Systematic ab initio study of the compressibility of silicate garnets

The structural properties of the silicate garnets andradite, Ca₃Fe₂Si₃O₁₂, uvarovite, Ca₃Cr₂Si₃O₁₂, knorringite, Mg₃Cr₂Si₃O₁₂, goldmanite, Ca₃V₂Si₃O₁₂, blythite, MnMnSi₃O₁₂, skiagite, FeFeSi₃O₁₂, calderite, MnFeSi₃O₁₂, and khoharite, Mg₃FeSi₃O₁₂, have been investigated with a quantum-mechanical model as a function of applied pressure. The study has been performed with the density functional theory code CASTEP, which uses pseudopotentials and a plane-wave basis set. All structural parameters have been optimized. The calculated static geometries (cell parameters, internal coordinates of atoms and bond lengths), bulk moduli and their pressure derivatives are in good agreement with the experimental data available.

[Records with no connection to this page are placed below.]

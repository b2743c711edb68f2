//! ---
//! ms2m_section: "05-node-agent"
//! ms2m_subsection: "module"
//! ms2m_type: "source"
//! ms2m_scope: "code"
//! ms2m_description: "Materialises received checkpoints into container storage."
//! ms2m_version: "v0.0.0-prealpha"
//! ms2m_owner: "tbd"
//! ---
use std::path::{Path, PathBuf};
use std::sync::Arc;
use std::time::{Duration, Instant, SystemTime, UNIX_EPOCH};

use ms2m_checkpoint::{build_artifact, checkpoint_image_tag, write_oci_layout};
use tempfile::TempDir;
use tokio::fs::{File, OpenOptions};
use tracing::{info, warn};

use crate::error::{LoaderError, Result};
use crate::loader::ImageLoader;

#[derive(Debug, Clone, PartialEq, Eq)]
pub struct LoadReport {
    pub image_tag: String,
    pub archive_bytes: u64,
    pub layer_digest: String,
    pub build_time: Duration,
    pub load_time: Duration,
}

/// Received archive plus the layout derived from it. Both paths are removed
/// when the last reference goes away, on the blocking pool when a runtime is
/// available. A layout build in flight holds a reference of its own.
#[derive(Debug)]
pub struct ScratchArchive {
    paths: Option<Arc<ScratchPaths>>,
}

#[derive(Debug)]
struct ScratchPaths {
    archive: PathBuf,
    layout: PathBuf,
    keep_archive: bool,
    /// Parent of `layout` when it was made just for this load.
    _workdir: Option<TempDir>,
}

impl ScratchArchive {
    fn new(archive: PathBuf, layout: PathBuf, keep_archive: bool, workdir: Option<TempDir>) -> Self {
        Self {
            paths: Some(Arc::new(ScratchPaths {
                archive,
                layout,
                keep_archive,
                _workdir: workdir,
            })),
        }
    }

    fn shared(&self) -> Option<Arc<ScratchPaths>> {
        self.paths.clone()
    }

    pub fn archive(&self) -> &Path {
        self.paths.as_ref().map_or(Path::new(""), |paths| paths.archive.as_path())
    }

    pub fn layout(&self) -> &Path {
        self.paths.as_ref().map_or(Path::new(""), |paths| paths.layout.as_path())
    }

    /// Remove the scratch files and wait for the removal to finish.
    pub async fn remove(mut self) {
        if let Some(paths) = self.paths.take() {
            if let Err(err) = tokio::task::spawn_blocking(move || drop(paths)).await {
                warn!(error = %err, "scratch cleanup task failed");
            }
        }
    }
}

impl Drop for ScratchArchive {
    fn drop(&mut self) {
        let Some(paths) = self.paths.take() else {
            return;
        };
        match tokio::runtime::Handle::try_current() {
            Ok(runtime) => drop(runtime.spawn_blocking(move || drop(paths))),
            Err(_) => drop(paths),
        }
    }
}

impl Drop for ScratchPaths {
    fn drop(&mut self) {
        if !self.keep_archive {
            if let Err(err) = std::fs::remove_file(&self.archive) {
                if err.kind() != std::io::ErrorKind::NotFound {
                    warn!(path = %self.archive.display(), error = %err, "failed to remove scratch archive");
                }
            }
        }
        if let Err(err) = std::fs::remove_dir_all(&self.layout) {
            if err.kind() != std::io::ErrorKind::NotFound {
                warn!(path = %self.layout.display(), error = %err, "failed to remove scratch layout");
            }
        }
    }
}

#[derive(Clone)]
pub struct NodeLoader {
    storage_dir: PathBuf,
    loader: Arc<dyn ImageLoader>,
}

impl std::fmt::Debug for NodeLoader {
    fn fmt(&self, f: &mut std::fmt::Formatter<'_>) -> std::fmt::Result {
        f.debug_struct("NodeLoader")
            .field("storage_dir", &self.storage_dir)
            .finish_non_exhaustive()
    }
}

impl NodeLoader {
    pub fn new(storage_dir: impl Into<PathBuf>, loader: Arc<dyn ImageLoader>) -> Self {
        Self {
            storage_dir: storage_dir.into(),
            loader,
        }
    }

    pub fn storage_dir(&self) -> &Path {
        &self.storage_dir
    }

    /// Reserve a uniquely named archive in the storage directory and open it
    /// for writing.
    pub async fn create_scratch(&self) -> Result<(ScratchArchive, File)> {
        tokio::fs::create_dir_all(&self.storage_dir).await?;
        let mut stamp = SystemTime::now()
            .duration_since(UNIX_EPOCH)
            .unwrap_or_default()
            .as_nanos();
        loop {
            let archive = self.storage_dir.join(format!("checkpoint-{stamp}.tar"));
            match OpenOptions::new()
                .write(true)
                .create_new(true)
                .open(&archive)
                .await
            {
                Ok(file) => {
                    let layout = PathBuf::from(format!("{}-oci", archive.display()));
                    return Ok((ScratchArchive::new(archive, layout, false, None), file));
                }
                Err(err) if err.kind() == std::io::ErrorKind::AlreadyExists => stamp += 1,
                Err(err) => return Err(err.into()),
            }
        }
    }

    /// Build, lay out and load a received archive. Scratch files are removed
    /// whether or not loading succeeds.
    pub async fn materialize(&self, scratch: ScratchArchive, container: &str) -> Result<LoadReport> {
        let tag = checkpoint_image_tag(container);
        let report = self.build_and_load(&scratch, container, &tag).await;
        scratch.remove().await;
        report
    }

    /// Load an archive that already sits on this node. The archive is kept;
    /// only the temporary layout is removed.
    pub async fn local_load(&self, archive: &Path, container: &str, image_tag: &str) -> Result<LoadReport> {
        let workdir = tempfile::Builder::new().prefix("ms2m-oci-").tempdir()?;
        let layout = workdir.path().join("layout");
        let scratch = ScratchArchive::new(archive.to_path_buf(), layout, true, Some(workdir));
        let report = self.build_and_load(&scratch, container, image_tag).await;
        scratch.remove().await;
        report
    }

    async fn build_and_load(
        &self,
        scratch: &ScratchArchive,
        container: &str,
        image_tag: &str,
    ) -> Result<LoadReport> {
        let paths = scratch.shared().ok_or_else(|| {
            LoaderError::Io(std::io::Error::new(std::io::ErrorKind::NotFound, "scratch already removed"))
        })?;
        let label = (!container.is_empty()).then(|| container.to_owned());

        let build_started = Instant::now();
        let artifact = tokio::task::spawn_blocking(move || -> Result<_> {
            let artifact = build_artifact(&paths.archive, label.as_deref())?;
            write_oci_layout(&paths.layout, &artifact, Some("latest"))?;
            Ok(artifact)
        })
        .await
        .map_err(|err| LoaderError::Io(std::io::Error::new(std::io::ErrorKind::Other, err)))??;
        let build_time = build_started.elapsed();

        let load_started = Instant::now();
        self.loader.load(scratch.layout(), image_tag).await?;
        let load_time = load_started.elapsed();

        info!(
            image = %image_tag,
            archive_bytes = artifact.archive_size(),
            build_ms = build_time.as_millis() as u64,
            load_ms = load_time.as_millis() as u64,
            "checkpoint materialised"
        );
        Ok(LoadReport {
            image_tag: image_tag.to_owned(),
            archive_bytes: artifact.archive_size(),
            layer_digest: artifact.layer().digest.clone(),
            build_time,
            load_time,
        })
    }
}

#[cfg(test)]
mod tests {
    use super::*;
    use crate::loader::SkipLoader;
    use async_trait::async_trait;
    use tokio::io::AsyncWriteExt;

    struct FailingLoader;

    #[async_trait]
    impl ImageLoader for FailingLoader {
        async fn load(&self, layout: &Path, image_tag: &str) -> Result<()> {
            assert!(layout.join("index.json").exists(), "layout written before load");
            Err(LoaderError::LoadFailed {
                tag: image_tag.to_owned(),
                output: "storage locked".into(),
            })
        }
    }

    async fn received(loader: &NodeLoader, bytes: &[u8]) -> ScratchArchive {
        let (scratch, mut file) = loader.create_scratch().await.unwrap();
        file.write_all(bytes).await.unwrap();
        file.flush().await.unwrap();
        scratch
    }

    #[tokio::test]
    async fn scratch_names_are_unique() {
        let dir = tempfile::tempdir().unwrap();
        let loader = NodeLoader::new(dir.path(), Arc::new(SkipLoader));
        let (a, _) = loader.create_scratch().await.unwrap();
        let (b, _) = loader.create_scratch().await.unwrap();
        assert_ne!(a.archive(), b.archive());
        assert!(a.archive().file_name().unwrap().to_str().unwrap().starts_with("checkpoint-"));
        assert!(a.layout().to_str().unwrap().ends_with(".tar-oci"));
    }

    #[tokio::test]
    async fn successful_load_cleans_scratch() {
        let dir = tempfile::tempdir().unwrap();
        let loader = NodeLoader::new(dir.path(), Arc::new(SkipLoader));
        let scratch = received(&loader, b"fake tar content").await;
        let (archive, layout) = (scratch.archive().to_path_buf(), scratch.layout().to_path_buf());

        let report = loader.materialize(scratch, "mycontainer").await.unwrap();
        assert_eq!(report.image_tag, "localhost/checkpoint/mycontainer:latest");
        assert_eq!(report.archive_bytes, 16);
        assert!(!archive.exists());
        assert!(!layout.exists());
    }

    #[tokio::test]
    async fn failed_load_still_cleans_scratch() {
        let dir = tempfile::tempdir().unwrap();
        let loader = NodeLoader::new(dir.path(), Arc::new(FailingLoader));
        let scratch = received(&loader, b"fake tar content").await;
        let (archive, layout) = (scratch.archive().to_path_buf(), scratch.layout().to_path_buf());

        let err = loader.materialize(scratch, "c").await.unwrap_err();
        assert!(err.to_string().contains("storage locked"));
        assert!(!archive.exists());
        assert!(!layout.exists());
        assert_eq!(std::fs::read_dir(dir.path()).unwrap().count(), 0);
    }

    #[tokio::test]
    async fn local_load_keeps_source_archive() {
        let dir = tempfile::tempdir().unwrap();
        let archive = dir.path().join("existing.tar");
        std::fs::write(&archive, b"checkpoint").unwrap();

        let loader = NodeLoader::new(dir.path().join("incoming"), Arc::new(SkipLoader));
        let report = loader
            .local_load(&archive, "app", "localhost/checkpoint/app:mig-7")
            .await
            .unwrap();
        assert_eq!(report.image_tag, "localhost/checkpoint/app:mig-7");
        assert!(archive.exists());
    }

    async fn wait_until_gone(paths: &[&Path]) {
        let deadline = tokio::time::Instant::now() + Duration::from_secs(10);
        while paths.iter().any(|path| path.exists()) {
            assert!(tokio::time::Instant::now() < deadline, "scratch files left behind");
            tokio::time::sleep(Duration::from_millis(5)).await;
        }
    }

    #[tokio::test]
    async fn dropped_scratch_is_removed_off_the_runtime() {
        let dir = tempfile::tempdir().unwrap();
        let loader = NodeLoader::new(dir.path(), Arc::new(SkipLoader));
        let scratch = received(&loader, b"partial upload").await;
        let archive = scratch.archive().to_path_buf();
        drop(scratch);
        wait_until_gone(&[&archive]).await;
    }

    #[tokio::test(flavor = "multi_thread", worker_threads = 2)]
    async fn abandoned_materialize_leaves_no_layout_behind() {
        let dir = tempfile::tempdir().unwrap();
        let loader = NodeLoader::new(dir.path(), Arc::new(SkipLoader));
        let payload: Vec<u8> = (0..32 * 1024 * 1024u32).map(|i| (i % 253) as u8).collect();
        let scratch = received(&loader, &payload).await;
        let (archive, layout) = (scratch.archive().to_path_buf(), scratch.layout().to_path_buf());

        let task = tokio::spawn({
            let loader = loader.clone();
            async move { loader.materialize(scratch, "c").await }
        });
        while !layout.exists() && !task.is_finished() {
            tokio::time::sleep(Duration::from_millis(1)).await;
        }
        task.abort();
        let _ = task.await;

        wait_until_gone(&[&archive, &layout]).await;
        tokio::time::sleep(Duration::from_millis(200)).await;
        assert!(!layout.exists(), "layout recreated after cleanup");
        assert_eq!(std::fs::read_dir(dir.path()).unwrap().count(), 0);
    }
}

Predictions are made for those cases where no experimental data have been reported. The data clearly indicate that the elastic properties of all silicate garnets are dominated by the compressibility of the dodecahedral site. The compression mechanism is found to be based on a bending of the angle between the centers of the SiO₄ tetrahedra and the adjacent octahedra, as in the aluminosilicate garnets. An analysis of the relationship between ionic radii of the cations and the compressibility of silicate garnets is presented.